**ABOUT THIS EXERCISE**
The records below must be duplicated exactly, character for character.

(Collected data)
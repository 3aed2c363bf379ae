//! 테스트용 목 전송과 기록용 핸들러

use std::sync::Arc;

use chatlink_core::error::{CoreError, StreamError};
use chatlink_core::models::connection::TransportKind;
use chatlink_core::ports::stream::StreamHandler;
use chatlink_core::ports::transport::{
    Transport, TransportEvent, TransportEventSender, TransportFactory,
};
use parking_lot::Mutex;
use tokio::sync::Notify;
use url::Url;

/// 테스트 로그 출력 (`RUST_LOG`로 조절, 여러 번 호출해도 안전)
pub fn init_tracing() {
    let _ = tracing_subscriber::fmt()
        .with_env_filter(tracing_subscriber::EnvFilter::from_default_env())
        .with_test_writer()
        .try_init();
}

/// 목 전송 호출 기록 (팩토리가 만든 모든 전송이 공유)
#[derive(Default)]
pub struct TransportLog {
    pub opened: Vec<(Url, TransportEventSender)>,
    pub closes: usize,
    pub fail_next_open: bool,
}

impl TransportLog {
    /// 가장 최근에 열린 연결의 송신기
    pub fn last_sender(&self) -> TransportEventSender {
        self.opened
            .last()
            .map(|(_, sender)| sender.clone())
            .expect("열린 전송 없음")
    }
}

pub struct MockTransport {
    log: Arc<Mutex<TransportLog>>,
}

impl MockTransport {
    pub fn new(log: Arc<Mutex<TransportLog>>) -> Self {
        Self { log }
    }
}

impl Transport for MockTransport {
    fn kind(&self) -> TransportKind {
        TransportKind::PushEvent
    }

    fn open(&mut self, url: &Url, events: TransportEventSender) -> Result<(), CoreError> {
        let mut log = self.log.lock();
        if std::mem::take(&mut log.fail_next_open) {
            return Err(CoreError::Network("mock open failure".to_string()));
        }
        log.opened.push((url.clone(), events));
        Ok(())
    }

    fn close(&mut self) {
        self.log.lock().closes += 1;
    }
}

/// 공유 기록을 쓰는 목 전송 팩토리
pub fn mock_factory() -> (Arc<dyn TransportFactory>, Arc<Mutex<TransportLog>>) {
    let log = Arc::new(Mutex::new(TransportLog::default()));
    let shared = log.clone();
    let factory = move || Box::new(MockTransport::new(shared.clone())) as Box<dyn Transport>;
    (Arc::new(factory), log)
}

/// 가장 최근 연결로 이벤트 전송
pub fn emit(log: &Arc<Mutex<TransportLog>>, event: TransportEvent) {
    log.lock().last_sender().send(event);
}

/// 콜백 기록 핸들러
#[derive(Default)]
pub struct RecordingHandler {
    pub chunks: Mutex<Vec<(String, String)>>,
    pub completions: Mutex<Vec<String>>,
    pub errors: Mutex<Vec<StreamError>>,
    pub notify: Notify,
}

impl RecordingHandler {
    pub fn new() -> Arc<Self> {
        Arc::new(Self::default())
    }

    pub fn deltas(&self) -> Vec<String> {
        self.chunks.lock().iter().map(|(d, _)| d.clone()).collect()
    }

    pub fn error_count(&self) -> usize {
        self.errors.lock().len()
    }

    pub fn terminal_count(&self) -> usize {
        self.completions.lock().len() + self.errors.lock().len()
    }

    /// 완료 또는 에러 콜백까지 대기
    pub async fn wait_terminal(&self) {
        while self.terminal_count() == 0 {
            self.notify.notified().await;
        }
    }
}

impl StreamHandler for RecordingHandler {
    fn on_chunk(&self, delta: &str, accumulated: &str) {
        self.chunks
            .lock()
            .push((delta.to_string(), accumulated.to_string()));
        self.notify.notify_one();
    }

    fn on_complete(&self, final_text: &str) {
        self.completions.lock().push(final_text.to_string());
        self.notify.notify_one();
    }

    fn on_error(&self, error: &StreamError) {
        self.errors.lock().push(error.clone());
        self.notify.notify_one();
    }
}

**TASK RESULT**
repository 3aed2c363bf379ae
//! 테스트용 목 전송과 기록용 핸들러

use std::sync::Arc;

use chatlink_core::error::{CoreError, StreamError};
use chatlink_core::models::connection::TransportKind;
use chatlink_core::ports::stream::StreamHandler;
use chatlink_core::ports::transport::{
    Transport, TransportEvent, TransportEventSender, TransportFactory,
};
use parking_lot::Mutex;
use tokio::sync::Notify;
use url::Url;

/// 테스트 로그 출력 (`RUST_LOG`로 조절, 여러 번 호출해도 안전)
pub fn init_tracing() {
    let _ = tracing_subscriber::fmt()
        .with_env_filter(tracing_subscriber::EnvFilter::from_default_env())
        .with_test_writer()
        .try_init();
}

/// 목 전송 호출 기록 (팩토리가 만든 모든 전송이 공유)
#[derive(Default)]
pub struct TransportLog {
    pub opened: Vec<(Url, TransportEventSender)>,
    pub closes: usize,
    pub fail_next_open: bool,
}

impl TransportLog {
    /// 가장 최근에 열린 연결의 송신기
    pub fn last_sender(&self) -> TransportEventSender {
        self.opened
            .last()
            .map(|(_, sender)| sender.clone())
            .expect("열린 전송 없음")
    }
}

pub struct MockTransport {
    log: Arc<Mutex<TransportLog>>,
}

impl MockTransport {
    pub fn new(log: Arc<Mutex<TransportLog>>) -> Self {
        Self { log }
    }
}

impl Transport for MockTransport {
    fn kind(&self) -> TransportKind {
        TransportKind::PushEvent
    }

    fn open(&mut self, url: &Url, events: TransportEventSender) -> Result<(), CoreError> {
        let mut log = self.log.lock();
        if std::mem::take(&mut log.fail_next_open) {
            return Err(CoreError::Network("mock open failure".to_string()));
        }
        log.opened.push((url.clone(), events));
        Ok(())
    }

    fn close(&mut self) {
        self.log.lock().closes += 1;
    }
}

/// 공유 기록을 쓰는 목 전송 팩토리
pub fn mock_factory() -> (Arc<dyn TransportFactory>, Arc<Mutex<TransportLog>>) {
    let log = Arc::new(Mutex::new(TransportLog::default()));
    let shared = log.clone();
    let factory = move || Box::new(MockTransport::new(shared.clone())) as Box<dyn Transport>;
    (Arc::new(factory), log)
}

/// 가장 최근 연결로 이벤트 전송
pub fn emit(log: &Arc<Mutex<TransportLog>>, event: TransportEvent) {
    log.lock().last_sender().send(event);
}

/// 콜백 기록 핸들러
#[derive(Default)]
pub struct RecordingHandler {
    pub chunks: Mutex<Vec<(String, String)>>,
    pub completions: Mutex<Vec<String>>,
    pub errors: Mutex<Vec<StreamError>>,
    pub notify: Notify,
}

impl RecordingHandler {
    pub fn new() -> Arc<Self> {
        Arc::new(Self::default())
    }

    pub fn deltas(&self) -> Vec<String> {
        self.chunks.lock().iter().map(|(d, _)| d.clone()).collect()
    }

    pub fn error_count(&self) -> usize {
        self.errors.lock().len()
    }

    pub fn terminal_count(&self) -> usize {
        self.completions.lock().len() + self.errors.lock().len()
    }

    /// 완료 또는 에러 콜백까지 대기
    pub async fn wait_terminal(&self) {
        while self.terminal_count() == 0 {
            self.notify.notified().await;
        }
    }
}

impl StreamHandler for RecordingHandler {
    fn on_chunk(&self, delta: &str, accumulated: &str) {
        self.chunks
            .lock()
            .push((delta.to_string(), accumulated.to_string()));
        self.notify.notify_one();
    }

    fn on_complete(&self, final_text: &str) {
        self.completions.lock().push(final_text.to_string());
        self.notify.notify_one();
    }

    fn on_error(&self, error: &StreamError) {
        self.errors.lock().push(error.clone());
        self.notify.notify_one();
    }
}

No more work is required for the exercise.